Theo ten Caat

Personal information
- Full name: Pieter Theodoor ten Caat
- Date of birth: 8 December 1964 (age 61)
- Place of birth: Hollandscheveld, Netherlands
- Height: 5 ft 11 in (1.80 m)
- Position: Midfielder

Youth career
- SV HODO
- Hoogeveen
- Twente

Senior career*
- Years: Team / Apps / (Gls)
- 1984–1987: Twente / 80 / (10)
- 1987–1988: Veendam / 36 / (16)
- 1988–1991: Groningen / 76 / (10)
- 1991–1994: Aberdeen / 48 / (5)
- 1994–1995: Vitesse / 13 / (2)
- 1995–1999: Twente / 100 / (8)
- 1999–2002: Veendam / 60 / (3)
- Total:  / 413 / (54)

= Theo ten Caat =

Dutch footballer

Pieter Theodoor "Theo" ten Caat (born 8 December 1964) is a Dutch retired footballer who played as a midfielder for FC Twente, BV Veendam, FC Groningen, Aberdeen and Vitesse Arnhem.

==Club career==
After nearly 200 matches in the Dutch league, Ten Caat moved abroad to play for Scottish side Aberdeen in 1991.

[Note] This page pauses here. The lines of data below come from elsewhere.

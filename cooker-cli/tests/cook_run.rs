use std::{fs, path::Path};

use assert_cmd::cargo::cargo_bin_cmd;
use predicates::prelude::*;

fn write(root: &Path, relative: &str, text: &str) {
    let path = root.join(relative);
    fs::create_dir_all(path.parent().unwrap()).unwrap();
    fs::write(path, text).unwrap();
}

fn seed(root: &Path) {
    write(root, "maps/a.txt", "#import props/b.txt\n#import props/c.txt\nmap a\n");
    write(root, "maps/d.txt", "#import props/c.txt\nmap d\n");
    write(root, "props/b.txt", "mesh b\n");
    write(root, "props/c.txt", "#build shaders/s.txt\nmesh c\n");
    write(root, "shaders/s.txt", "shader s\n");
}

fn cook(dir: &Path, workers: u32) -> assert_cmd::assert::Assert {
    let mut cmd = cargo_bin_cmd!("cooker");
    cmd.env("RUST_LOG", "warn")
        .arg("cook")
        .arg("--workers")
        .arg(workers.to_string())
        .arg("--platform")
        .arg("linux")
        .arg("--content-root")
        .arg(dir.join("content"))
        .arg("--output")
        .arg(dir.join("out"))
        .arg("maps/a.txt")
        .arg("maps/d.txt")
        .assert()
}

#[test]
fn single_process_cook_writes_artifacts() {
    let dir = tempfile::tempdir().unwrap();
    seed(&dir.path().join("content"));

    cook(dir.path(), 0)
        .success()
        .stdout(predicate::str::contains("5 succeeded, 0 failed"));
    for relative in ["maps/a.txt", "maps/d.txt", "props/b.txt", "props/c.txt", "shaders/s.txt"] {
        assert!(dir.path().join("out/linux").join(relative).exists(), "{relative}");
    }

    // nothing changed: everything comes from the cache
    cook(dir.path(), 0)
        .success()
        .stdout(predicate::str::contains("5 from cache"));
}

#[test]
fn worker_processes_cook_the_same_tree() {
    let dir = tempfile::tempdir().unwrap();
    seed(&dir.path().join("content"));

    cook(dir.path(), 2)
        .success()
        .stdout(predicate::str::contains("5 succeeded, 0 failed"));
    assert!(dir.path().join("out/linux/shaders/s.txt").exists());
}

#[test]
fn failed_items_give_a_nonzero_exit() {
    let dir = tempfile::tempdir().unwrap();
    let content = dir.path().join("content");
    seed(&content);
    write(&content, "props/b.txt", "#invalid degenerate mesh\n");

    cook(dir.path(), 0)
        .failure()
        .code(1)
        .stderr(predicate::str::contains("1 item(s) failed"));
}
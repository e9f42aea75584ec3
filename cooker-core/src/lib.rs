//! # Cooker Core
//!
//! Build orchestration for content pipelines: turns source items into
//! platform-specific artifacts, cooking each (item, platform) pair at most
//! once per session.
//!
//! ## Overview
//!
//! - **Work items**: every item moves through an explicit state machine
//!   (`Idle → Request → Load → SaveActive → Idle`) with one result per
//!   requested platform.
//! - **Scheduler**: a single-threaded, poll-based loop ([`cook::Cooker`])
//!   that pumps bounded queues between stages, time-sliced.
//! - **Dependency discovery**: edges found while saving are requested only
//!   once the discovering platform completes.
//! - **Incremental cache**: per-platform entries keyed on the item's hash and
//!   the hashes of its transitive build dependencies.
//! - **GC control**: collections at safe points between items, triggered by
//!   item count, memory pressure, idleness or a soft budget.
//! - **Distribution**: a director hands batches to workers over framed
//!   messages ([`distrib`]) and reclaims work from dead or overloaded
//!   workers.
//!
//! ## Example
//!
//! ```no_run
//! use std::sync::Arc;
//!
//! use cooker_core::{
//!     content::{FsArtifactSink, FsContentProvider},
//!     cook::{CookerConfig, Cooker, Instigator, MemoryCacheStore, Urgency},
//!     types::Platform,
//! };
//!
//! fn cook_one() -> cooker_core::error::Result<()> {
//!     let mut cooker = Cooker::new(
//!         CookerConfig::default(),
//!         Arc::new(FsContentProvider::new("content")),
//!         Arc::new(FsArtifactSink::new("cooked")),
//!         Box::new(MemoryCacheStore::new()),
//!     );
//!     cooker.request_item("maps/level.txt", &[Platform::new("linux")], Urgency::Normal, Instigator::Root)?;
//!     let summary = cooker.run()?;
//!     std::process::exit(summary.exit_code());
//! }
//! ```

#![cfg_attr(docsrs, feature(doc_cfg))]

/// Filesystem content provider and artifact sink
pub mod content;
/// Scheduler, work items and the policies applied to them
pub mod cook;
/// Director/worker protocol and transports
pub mod distrib;
/// Session-level error type
pub mod error;
/// Storage backends
pub mod infra;
/// Identifiers and content hashes
pub mod types;

pub use error::{CookError, Result};
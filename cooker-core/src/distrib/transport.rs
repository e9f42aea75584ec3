//! Message transport between the director and its workers.
//!
//! The scheduler never blocks on a connection: it drains whatever arrived
//! since the last pump with [`Connection::try_recv`] and sends without
//! waiting for the peer.

use std::fmt;

use bytes::Bytes;
use tokio::sync::mpsc::{self, error::TryRecvError};

use crate::error::{CookError, Result};

use super::{codec, message::Message};

/// What a connection hands the scheduler.
#[derive(Debug, PartialEq)]
pub enum Inbound {
    Message(Message),
    /// A frame that could not be decoded. The connection stays usable.
    ProtocolError(String),
    /// The peer went away. Reported once.
    Closed,
}

/// Non-blocking message channel to one peer.
pub trait Connection: Send {
    /// Queues a message for the peer.
    fn send(&mut self, message: &Message) -> Result<()>;

    /// Next inbound message, if one is already here.
    fn try_recv(&mut self) -> Option<Inbound>;

    /// Stops sending. Frames already queued are still delivered.
    fn close(&mut self);

    /// Human-readable peer description for logs.
    fn peer(&self) -> String;
}

impl fmt::Debug for dyn Connection {
    fn fmt(&self, f: &mut fmt::Formatter<'_>) -> fmt::Result {
        f.debug_struct("Connection")
            .field("peer", &self.peer())
            .finish()
    }
}

/// In-process connection over encoded frames. Used for workers hosted on
/// threads of the same process and by tests.
pub struct ChannelConnection {
    label: String,
    tx: Option<mpsc::UnboundedSender<Bytes>>,
    rx: mpsc::UnboundedReceiver<Bytes>,
    closed_reported: bool,
}

impl ChannelConnection {
    /// Two connected ends: `(director side, worker side)`.
    pub fn pair(label: impl Into<String>) -> (Self, Self) {
        let label = label.into();
        let (to_worker, worker_rx) = mpsc::unbounded_channel();
        let (to_director, director_rx) = mpsc::unbounded_channel();
        let director = Self {
            label: format!("{label} (worker end)"),
            tx: Some(to_worker),
            rx: director_rx,
            closed_reported: false,
        };
        let worker = Self {
            label: format!("{label} (director end)"),
            tx: Some(to_director),
            rx: worker_rx,
            closed_reported: false,
        };
        (director, worker)
    }

    /// Sends a raw frame, bypassing the encoder.
    pub fn send_frame(&mut self, frame: Bytes) -> Result<()> {
        let tx = self
            .tx
            .as_ref()
            .ok_or_else(|| CookError::Protocol(format!("{}: connection closed", self.label)))?;
        tx.send(frame)
            .map_err(|_| CookError::Protocol(format!("{}: peer gone", self.label)))
    }
}

impl Connection for ChannelConnection {
    fn send(&mut self, message: &Message) -> Result<()> {
        let frame = codec::encode(message)?;
        self.send_frame(frame)
    }

    fn try_recv(&mut self) -> Option<Inbound> {
        loop {
            match self.rx.try_recv() {
                Ok(frame) => {
                    if let Some(inbound) = codec::decode_inbound(&frame) {
                        return Some(inbound);
                    }
                }
                Err(TryRecvError::Empty) => return None,
                Err(TryRecvError::Disconnected) => {
                    if self.closed_reported {
                        return None;
                    }
                    self.closed_reported = true;
                    return Some(Inbound::Closed);
                }
            }
        }
    }

    fn close(&mut self) {
        self.tx = None;
    }

    fn peer(&self) -> String {
        self.label.clone()
    }
}

#[cfg(test)]
mod tests {
    use super::*;
    use crate::distrib::message::Heartbeat;

    #[test]
    fn frames_cross_the_pair() {
        let (mut director, mut worker) = ChannelConnection::pair("w1");
        director
            .send(&Message::Heartbeat(Heartbeat { number: 7 }))
            .unwrap();
        assert_eq!(
            worker.try_recv(),
            Some(Inbound::Message(Message::Heartbeat(Heartbeat { number: 7 })))
        );
        assert_eq!(worker.try_recv(), None);
    }

    #[test]
    fn close_is_reported_once() {
        let (mut director, mut worker) = ChannelConnection::pair("w1");
        worker.close();
        assert_eq!(director.try_recv(), Some(Inbound::Closed));
        assert_eq!(director.try_recv(), None);
        assert!(worker.send(&Message::Heartbeat(Heartbeat { number: 1 })).is_err());
    }

    #[test]
    fn garbage_frame_does_not_close() {
        let (mut director, mut worker) = ChannelConnection::pair("w1");
        worker.send_frame(Bytes::from_static(b"\x00\x01")).unwrap();
        worker
            .send(&Message::Heartbeat(Heartbeat { number: 2 }))
            .unwrap();
        assert!(matches!(director.try_recv(), Some(Inbound::ProtocolError(_))));
        assert!(matches!(director.try_recv(), Some(Inbound::Message(_))));
    }
}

In 1999, Ten Caat returned to former club Veendam.

==Managerial career==
Between 2004 and 2011 and again since summer 2016, Ten Caat works for the FC Twente youth academy and was coach at amateur sides WHC and Achilles '94. He also coached FC Klazienaveen and published his biography in 2025.

==Personal life==
His brother Fred(dy) also played professionally, for Twente and Emmen.